[Data records]
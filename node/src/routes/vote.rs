//! Operator-facing endpoints.

use axum::{extract::State, http::StatusCode, Json};
use serde::{Deserialize, Serialize};

use ledger::{VoteError, VoteRecord};

use crate::node::{NodeStatus, SharedState};

/// Request body for `POST /cast_vote`.
#[derive(Debug, Deserialize)]
pub struct CastVoteRequest {
    /// Candidate address the operator votes for.
    pub addr_to: String,
}

/// Response body for a successful `POST /cast_vote`.
#[derive(Debug, Serialize)]
pub struct CastVoteResponse {
    pub status: &'static str,
    pub vote: VoteRecord,
}

/// `POST /cast_vote`
///
/// Signs and gossips this node's single vote. Unlike the silent peer
/// paths, rejections here reach the operator: a repeated vote answers
/// 409, an unknown candidate 400.
pub async fn cast_vote(
    State(node): State<SharedState>,
    Json(body): Json<CastVoteRequest>,
) -> Result<(StatusCode, Json<CastVoteResponse>), (StatusCode, String)> {
    match node.cast_vote(&body.addr_to).await {
        Ok(vote) => Ok((
            StatusCode::OK,
            Json(CastVoteResponse { status: "ok", vote }),
        )),
        Err(err @ VoteError::DoubleVote) => Err((StatusCode::CONFLICT, err.to_string())),
        Err(err @ VoteError::UnknownCandidate) => Err((StatusCode::BAD_REQUEST, err.to_string())),
        Err(err) => Err((StatusCode::INTERNAL_SERVER_ERROR, err.to_string())),
    }
}

/// `GET /status` — operator summary of this node.
pub async fn status(State(node): State<SharedState>) -> Json<NodeStatus> {
    Json(node.status())
}
//! Canonical wire serialisation.
//!
//! Every hash and every signature in the ledger is computed over a
//! *byte-exact* JSON rendering of the record: object fields are emitted in
//! a fixed order, items are separated by `", "` and keys from values by
//! `": "`. Peers that disagree on a single byte of this rendering will
//! reject each other's blocks, so all hashing and signing goes through
//! this module and nothing else.
//!
//! The rendering is deliberately *not* `serde_json::to_string` (which emits
//! compact JSON without the separating spaces): the spacing is part of the
//! on-the-wire contract and is pinned by the known-answer mining test in
//! [`crate::types::block`].
//!
//! All field values on the wire are ASCII (base64, hex digests, decimal
//! identifiers); a non-ASCII value would be emitted verbatim here while
//! other encoders may `\u`-escape it.

use crate::types::block::{Block, BlockData};
use crate::types::vote::VoteRecord;

/// Escapes a single string value as a JSON string literal.
fn string_literal(value: &str) -> String {
    // serde_json's escaping rules are the standard JSON ones; reuse them
    // for the leaf values instead of hand-rolling an escaper.
    serde_json::to_string(value).unwrap_or_else(|_| String::from("\"\""))
}

/// Renders the canonical signing image of a vote: the ordered
/// `{"addr_from": .., "addr_to": ..}` object.
///
/// This is the exact byte sequence hashed with SHA-256 and signed with the
/// voter's RSA key. Field order is significant.
pub fn vote_signing_image(addr_from: &str, addr_to: &str) -> String {
    format!(
        "{{\"addr_from\": {}, \"addr_to\": {}}}",
        string_literal(addr_from),
        string_literal(addr_to)
    )
}

/// Renders a signed vote record with its four fields in wire order.
fn vote_record_image(record: &VoteRecord) -> String {
    format!(
        "{{\"addr_from\": {}, \"addr_to\": {}, \"signature\": {}, \"pubkey\": {}}}",
        string_literal(&record.addr_from),
        string_literal(&record.addr_to),
        string_literal(&record.signature),
        string_literal(&record.pubkey)
    )
}

/// Renders one entry of a block's `data` list.
fn block_datum_image(datum: &BlockData) -> String {
    match datum {
        BlockData::Vote(record) => vote_record_image(record),
        BlockData::Raw(text) => string_literal(text),
    }
}

/// Renders the canonical hashed image of a block.
///
/// The image is the ordered object
/// `{"miner", "hash": "", "prevHash", "height", "nonce", "data"}` — the
/// `hash` field is always the empty string regardless of the block's
/// current hash, and `timestamp` is never part of the image (it is fixed
/// only after mining completes and travels solely in the distributed
/// record).
pub fn block_hash_image(block: &Block) -> String {
    let data: Vec<String> = block.data.iter().map(block_datum_image).collect();
    format!(
        "{{\"miner\": {}, \"hash\": \"\", \"prevHash\": {}, \"height\": {}, \"nonce\": {}, \"data\": [{}]}}",
        string_literal(&block.miner),
        string_literal(&block.prev_hash),
        block.height,
        block.nonce,
        data.join(", ")
    )
}
//! Rectangles in absolute screen space and in overlay-local space.

/// Absolute screen-space rectangle, shared by every monitor.
#[derive(Debug, Clone, Copy, PartialEq, Eq, Default)]
pub struct ScreenRect {
    pub x: i32,
    pub y: i32,
    pub width: u32,
    pub height: u32,
}

impl ScreenRect {
    pub fn new(x: i32, y: i32, width: u32, height: u32) -> Self {
        Self { x, y, width, height }
    }

    pub fn right(&self) -> i32 {
        self.x + self.width as i32
    }

    pub fn bottom(&self) -> i32 {
        self.y + self.height as i32
    }

    pub fn origin(&self) -> LocalPoint {
        LocalPoint::new(self.x, self.y)
    }

    pub fn is_empty(&self) -> bool {
        self.width == 0 || self.height == 0
    }

    /// Overlapping area of two rectangles, if any.
    pub fn intersect(&self, other: &ScreenRect) -> Option<ScreenRect> {
        let left = self.x.max(other.x);
        let top = self.y.max(other.y);
        let right = self.right().min(other.right());
        let bottom = self.bottom().min(other.bottom());
        if left < right && top < bottom {
            Some(ScreenRect::new(left, top, (right - left) as u32, (bottom - top) as u32))
        } else {
            None
        }
    }

    /// Bounding box of all rectangles: the virtual screen when fed monitor areas.
    pub fn union<I>(rects: I) -> Option<ScreenRect>
    where
        I: IntoIterator<Item = ScreenRect>,
    {
        rects.into_iter().fold(None, |acc, r| {
            Some(match acc {
                None => r,
                Some(a) => {
                    let left = a.x.min(r.x);
                    let top = a.y.min(r.y);
                    let right = a.right().max(r.right());
                    let bottom = a.bottom().max(r.bottom());
                    ScreenRect::new(left, top, (right - left) as u32, (bottom - top) as u32)
                }
            })
        })
    }
}

/// A point in overlay-local device pixels.
#[derive(Debug, Clone, Copy, PartialEq, Eq, Default)]
pub struct LocalPoint {
    pub x: i32,
    pub y: i32,
}

impl LocalPoint {
    pub fn new(x: i32, y: i32) -> Self {
        Self { x, y }
    }
}

/// Normalized overlay-local rectangle. `left <= right` and `top <= bottom` always hold.
#[derive(Debug, Clone, Copy, PartialEq, Eq)]
pub struct LocalRect {
    left: i32,
    top: i32,
    right: i32,
    bottom: i32,
}

impl LocalRect {
    /// Builds the rectangle spanned by two corners given in any order.
    pub fn from_points(a: LocalPoint, b: LocalPoint) -> Self {
        Self {
            left: a.x.min(b.x),
            top: a.y.min(b.y),
            right: a.x.max(b.x),
            bottom: a.y.max(b.y),
        }
    }

    pub fn left(&self) -> i32 {
        self.left
    }

    pub fn top(&self) -> i32 {
        self.top
    }

    pub fn right(&self) -> i32 {
        self.right
    }

    pub fn bottom(&self) -> i32 {
        self.bottom
    }

    pub fn width(&self) -> u32 {
        (self.right - self.left) as u32
    }

    pub fn height(&self) -> u32 {
        (self.bottom - self.top) as u32
    }

    /// Translates the rectangle into absolute screen space given the overlay's screen origin.
    pub fn to_screen(&self, origin: LocalPoint) -> ScreenRect {
        ScreenRect::new(
            origin.x + self.left,
            origin.y + self.top,
            self.width(),
            self.height(),
        )
    }
}

#[cfg(test)]
mod tests {
    use super::*;

    fn pt(x: i32, y: i32) -> LocalPoint {
        LocalPoint::new(x, y)
    }

    #[test]
    fn normalize_is_symmetric_in_every_direction() {
        let corners = [pt(10, 10), pt(50, 10), pt(10, 50), pt(50, 50), pt(-7, 33)];
        for a in corners {
            for b in corners {
                let ab = LocalRect::from_points(a, b);
                let ba = LocalRect::from_points(b, a);
                assert_eq!(ab, ba);
                assert!(ab.left() <= ab.right());
                assert!(ab.top() <= ab.bottom());
                assert_eq!(ab.width() as i32, ab.right() - ab.left());
                assert_eq!(ab.height() as i32, ab.bottom() - ab.top());
            }
        }
    }

    #[test]
    fn drag_up_left_normalizes() {
        let r = LocalRect::from_points(pt(50, 50), pt(10, 10));
        assert_eq!((r.left(), r.top(), r.right(), r.bottom()), (10, 10, 50, 50));
        assert_eq!((r.width(), r.height()), (40, 40));
    }

    #[test]
    fn to_screen_adds_overlay_origin() {
        let r = LocalRect::from_points(pt(100, 40), pt(300, 240));
        assert_eq!(r.to_screen(pt(-1920, 0)), ScreenRect::new(-1820, 40, 200, 200));
        assert_eq!(r.to_screen(pt(0, 0)), ScreenRect::new(100, 40, 200, 200));
    }

    #[test]
    fn union_of_monitors_spans_negative_origin() {
        let left = ScreenRect::new(-1920, 0, 1920, 1080);
        let main = ScreenRect::new(0, 0, 2560, 1440);
        assert_eq!(
            ScreenRect::union([left, main]),
            Some(ScreenRect::new(-1920, 0, 4480, 1440))
        );
        assert_eq!(ScreenRect::union(Vec::new()), None);
    }

    #[test]
    fn intersect_clips_to_overlap() {
        let a = ScreenRect::new(0, 0, 100, 100);
        let b = ScreenRect::new(50, -20, 100, 40);
        assert_eq!(a.intersect(&b), Some(ScreenRect::new(50, 0, 50, 20)));
        assert_eq!(a.intersect(&ScreenRect::new(100, 0, 5, 5)), None);
    }
}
[/Data records]
- **Directions**
Find the lines that mention "Option" in the entries and show them.

- **Task result**
    pub fn intersect(&self, other: &ScreenRect) -> Option<ScreenRect> {
    pub fn union<I>(rects: I) -> Option<ScreenRect>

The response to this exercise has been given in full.